▶ _ASSIGNED TASK_: Scan the records for the word "carries". Report each line where it occurs.

───── INFORMATION PROVIDED ─────

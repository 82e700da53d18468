//! Anthropic API client.
//!
//! HTTP client for the messages wire family. Unlike the completions family it
//! carries system instructions in a dedicated field, has no native JSON-output
//! flag, and reports usage as separate input and output counts.

use crate::llm::client::{self, LLMClient};
use crate::llm::config::ProviderConfig;
use crate::llm::error::LLMError;
use crate::llm::models::{ModelInfo, ANTHROPIC_CONTEXT_LENGTH};
use crate::llm::request::{CompletionRequest, CompletionResult, ResponseFormat, TextStream};
use crate::llm::streaming::{self, SseFrame};
use crate::messages::{Message, MessageRole};
use async_trait::async_trait;
use reqwest::Client;
use serde::{Deserialize, Serialize};

/// Appended to the last user turn when JSON output is requested.
pub const JSON_INSTRUCTION: &str =
    "\n\nIMPORTANT: Respond with ONLY valid JSON. Do not include any text before or after the JSON object.";

/// Client for the Anthropic Claude API.
#[derive(Debug, Clone)]
pub struct AnthropicClient {
    /// HTTP client
    client: Client,
    /// Configuration
    config: ProviderConfig,
}

/// Request body for the Anthropic messages API.
#[derive(Debug, Clone, Serialize)]
struct MessagesRequest<'a> {
    model: &'a str,
    max_tokens: u32,
    temperature: f32,
    #[serde(skip_serializing_if = "Option::is_none")]
    system: Option<String>,
    messages: Vec<ApiMessage>,
    stream: bool,
}

/// A conversation turn in the API format.
#[derive(Debug, Clone, PartialEq, Eq, Serialize)]
pub struct ApiMessage {
    /// `user` or `assistant`
    pub role: MessageRole,
    /// Turn text
    pub content: String,
}

/// Response from the Anthropic messages API (non-streaming).
#[derive(Debug, Clone, Deserialize)]
pub struct MessagesResponse {
    /// The content blocks, in order
    #[serde(default)]
    pub content: Vec<ContentBlock>,
    /// Usage statistics, if the vendor reported them
    #[serde(default)]
    pub usage: Option<Usage>,
}

/// A content block in the response.
#[derive(Debug, Clone, PartialEq, Eq, Deserialize)]
#[serde(from = "RawContentBlock")]
pub enum ContentBlock {
    /// A block that carries text
    Text {
        /// The text
        text: String,
    },
    /// Any other block kind (tool use, thinking, ...)
    Other {
        /// The block's `type`, when present
        kind: Option<String>,
    },
}

impl ContentBlock {
    /// Returns the block's text; non-text blocks contribute nothing.
    #[must_use]
    pub fn text(&self) -> &str {
        match self {
            Self::Text { text } => text,
            Self::Other { .. } => "",
        }
    }
}

/// Wire shape of a content block. Blocks are recognized by carrying a
/// `text` string; the `type` tag is optional.
#[derive(Debug, Deserialize)]
struct RawContentBlock {
    #[serde(rename = "type", default)]
    kind: Option<String>,
    #[serde(default)]
    text: Option<String>,
}

impl From<RawContentBlock> for ContentBlock {
    fn from(raw: RawContentBlock) -> Self {
        match (raw.kind.as_deref(), raw.text) {
            (None | Some("text"), Some(text)) => Self::Text { text },
            (kind, _) => Self::Other {
                kind: kind.map(str::to_string),
            },
        }
    }
}

/// Usage statistics from the API.
#[derive(Debug, Clone, Copy, PartialEq, Eq, Deserialize)]
pub struct Usage {
    /// Input tokens used
    #[serde(default)]
    pub input_tokens: u64,
    /// Output tokens generated
    #[serde(default)]
    pub output_tokens: u64,
}

impl Usage {
    /// Input plus output tokens.
    #[must_use]
    pub fn total(self) -> u64 {
        self.input_tokens + self.output_tokens
    }
}

/// Streamed event; only the fields needed to pull out text are decoded.
#[derive(Debug, Clone, Deserialize)]
struct RawStreamEvent {
    #[serde(rename = "type")]
    event_type: String,
    #[serde(default)]
    delta: Option<StreamDelta>,
    #[serde(default)]
    error: Option<StreamError>,
}

#[derive(Debug, Clone, Deserialize)]
struct StreamDelta {
    #[serde(rename = "type", default)]
    delta_type: Option<String>,
    #[serde(default)]
    text: Option<String>,
}

#[derive(Debug, Clone, Deserialize)]
struct StreamError {
    #[serde(rename = "type", default)]
    error_type: Option<String>,
    #[serde(default)]
    message: String,
}

/// Response from the models API.
#[derive(Debug, Clone, Deserialize)]
struct ModelList {
    #[serde(default)]
    data: Vec<ListedModel>,
}

#[derive(Debug, Clone, Deserialize)]
struct ListedModel {
    id: String,
    #[serde(default)]
    display_name: Option<String>,
    #[serde(default)]
    created_at: Option<String>,
}

impl From<ListedModel> for ModelInfo {
    fn from(listed: ListedModel) -> Self {
        Self {
            name: listed.display_name.unwrap_or_else(|| listed.id.clone()),
            id: listed.id,
            description: listed.created_at.map(|at| format!("Created: {at}")),
            context_length: Some(ANTHROPIC_CONTEXT_LENGTH),
            created: None,
            pricing: None,
        }
    }
}

impl AnthropicClient {
    /// Creates a new Anthropic client with the given configuration.
    ///
    /// # Errors
    ///
    /// Returns an error if the HTTP client cannot be created.
    pub fn new(config: ProviderConfig) -> Result<Self, LLMError> {
        let client = client::http_client(config.timeout)?;
        Ok(Self { client, config })
    }

    /// Returns a reference to the configuration.
    #[must_use]
    pub fn config(&self) -> &ProviderConfig {
        &self.config
    }

    /// Builds the request body, partitioning system text out of the turns.
    fn build_body(&self, request: &CompletionRequest, stream: bool) -> MessagesRequest<'_> {
        let (system, messages) = prepare_messages(&request.messages, request.format);

        MessagesRequest {
            model: &self.config.model,
            max_tokens: request.max_output_tokens,
            temperature: request.temperature,
            system,
            messages,
            stream,
        }
    }

    /// Sends the request and returns the successful response.
    async fn send(&self, body: &MessagesRequest<'_>) -> Result<reqwest::Response, LLMError> {
        let response = self
            .client
            .post(self.config.endpoint())
            .header("x-api-key", self.config.api_key())
            .header("anthropic-version", &self.config.api_version)
            .header("content-type", "application/json")
            .json(body)
            .send()
            .await
            .map_err(|e| client::map_reqwest_error(e, self.config.timeout))?;

        if !response.status().is_success() {
            return Err(client::parse_error_response(response, &self.config.model).await);
        }

        Ok(response)
    }
}

/// Translates a conversation into the messages family's shape.
///
/// System messages are lifted into the returned system text (joined with a
/// blank line when there are several); every other message keeps its role,
/// content and position. A conversation with no other turns is sent as one
/// user turn holding the system text, with no system field.
///
/// In JSON mode [`JSON_INSTRUCTION`] is appended to the last turn, but only
/// when that turn is a user turn.
#[must_use]
pub fn prepare_messages(
    messages: &[Message],
    format: ResponseFormat,
) -> (Option<String>, Vec<ApiMessage>) {
    let (system, rest): (Vec<&Message>, Vec<&Message>) =
        messages.iter().partition(|msg| msg.is_system());

    let system_text = system
        .iter()
        .map(|msg| msg.content.as_str())
        .collect::<Vec<_>>()
        .join("\n\n");

    let (system, mut turns) = if rest.is_empty() {
        let turn = ApiMessage {
            role: MessageRole::User,
            content: system_text,
        };
        (None, vec![turn])
    } else {
        let turns = rest
            .into_iter()
            .map(|msg| ApiMessage {
                role: msg.role,
                content: msg.content.clone(),
            })
            .collect();
        let system = (!system_text.is_empty()).then_some(system_text);
        (system, turns)
    };

    if format.is_json() {
        match turns.last_mut() {
            Some(last) if last.role == MessageRole::User => {
                last.content.push_str(JSON_INSTRUCTION);
            }
            Some(last) => {
                tracing::debug!(
                    role = %last.role,
                    "conversation does not end on a user turn; JSON instruction not injected"
                );
            }
            None => {}
        }
    }

    (system, turns)
}

/// Concatenates the text of every text block, in order.
#[must_use]
pub fn extract_text_content(response: &MessagesResponse) -> String {
    response.content.iter().map(ContentBlock::text).collect()
}

fn into_result(response: MessagesResponse) -> CompletionResult {
    CompletionResult {
        text: extract_text_content(&response),
        tokens_used: response.usage.map(Usage::total),
    }
}

/// Decodes one streamed `data:` payload.
fn decode_event(data: &str) -> Result<SseFrame, LLMError> {
    let event: RawStreamEvent = serde_json::from_str(data)
        .map_err(|e| LLMError::parse_error(format!("failed to parse SSE event: {}", e)))?;

    match event.event_type.as_str() {
        "content_block_delta" => {
            let text = event
                .delta
                .filter(|d| d.delta_type.as_deref().unwrap_or("text_delta") == "text_delta")
                .and_then(|d| d.text)
                .filter(|t| !t.is_empty());
            Ok(text.map_or(SseFrame::Skip, SseFrame::Text))
        }
        "message_stop" => Ok(SseFrame::Done),
        "error" => {
            let (error_type, message) = event
                .error
                .map(|e| (e.error_type, e.message))
                .unwrap_or((None, "Unknown error".to_string()));
            Err(LLMError::stream_error(match error_type {
                Some(t) => format!("{}: {}", t, message),
                None => message,
            }))
        }
        _ => Ok(SseFrame::Skip),
    }
}

#[async_trait]
impl LLMClient for AnthropicClient {
    async fn complete(&self, request: &CompletionRequest) -> Result<CompletionResult, LLMError> {
        let body = self.build_body(request, false);
        let response = self.send(&body).await?;

        let parsed: MessagesResponse = response
            .json()
            .await
            .map_err(|e| LLMError::parse_error(format!("failed to parse response: {}", e)))?;

        Ok(into_result(parsed))
    }

    async fn complete_stream(&self, request: &CompletionRequest) -> Result<TextStream, LLMError> {
        let body = self.build_body(request, true);
        let response = self.send(&body).await?;

        Ok(streaming::text_stream(
            response.bytes_stream(),
            self.provider_name(),
            decode_event,
        ))
    }

    async fn list_models(&self) -> Result<Vec<ModelInfo>, LLMError> {
        let response = self
            .client
            .get(self.config.models_endpoint())
            .header("x-api-key", self.config.api_key())
            .header("anthropic-version", &self.config.api_version)
            .send()
            .await
            .map_err(|e| client::map_reqwest_error(e, self.config.timeout))?;

        if !response.status().is_success() {
            return Err(client::parse_error_response(response, &self.config.model).await);
        }

        let list: ModelList = response
            .json()
            .await
            .map_err(|e| LLMError::parse_error(format!("failed to parse model list: {}", e)))?;

        Ok(list.data.into_iter().map(ModelInfo::from).collect())
    }

    fn provider_name(&self) -> &'static str {
        "anthropic"
    }
}
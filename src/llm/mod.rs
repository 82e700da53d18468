//! LLM provider module.
//!
//! This module contains the provider adapter, the two vendor wire-family
//! clients behind it, provider configuration, and the error taxonomy shared by
//! all of them.

mod anthropic;
mod client;
mod config;
mod error;
mod models;
mod openai;
mod provider;
mod request;
mod streaming;
mod usage;

pub use anthropic::{
    extract_text_content, prepare_messages, AnthropicClient, ApiMessage, ContentBlock,
    MessagesResponse, Usage, JSON_INSTRUCTION,
};
pub use client::LLMClient;
pub use config::{
    ProviderConfig, ProviderKind, WireFamily, ANTHROPIC_API_VERSION, BASE_URL_ENV,
    DEFAULT_PROVIDER, DEFAULT_TIMEOUT, MODEL_ENV, PROVIDER_ENV, TIMEOUT_ENV,
};
pub use error::{LLMError, LLMErrorKind};
pub use models::{
    is_chat_model, ModelInfo, ModelRates, ANTHROPIC_CONTEXT_LENGTH, NON_CHAT_MODEL_MARKERS,
};
pub use openai::OpenAIClient;
pub use provider::AIProvider;
pub use request::{
    CompletionRequest, CompletionResult, ResponseFormat, TextStream, DEFAULT_MAX_OUTPUT_TOKENS,
    DEFAULT_TEMPERATURE,
};
pub use streaming::collect_text;
pub use usage::{calculate_cost, estimate_tokens, pricing_for, ModelPricing};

─────

▶ _EXERCISE RESULT_:
//! carries system instructions in a dedicated field, has no native JSON-output
    /// A block that carries text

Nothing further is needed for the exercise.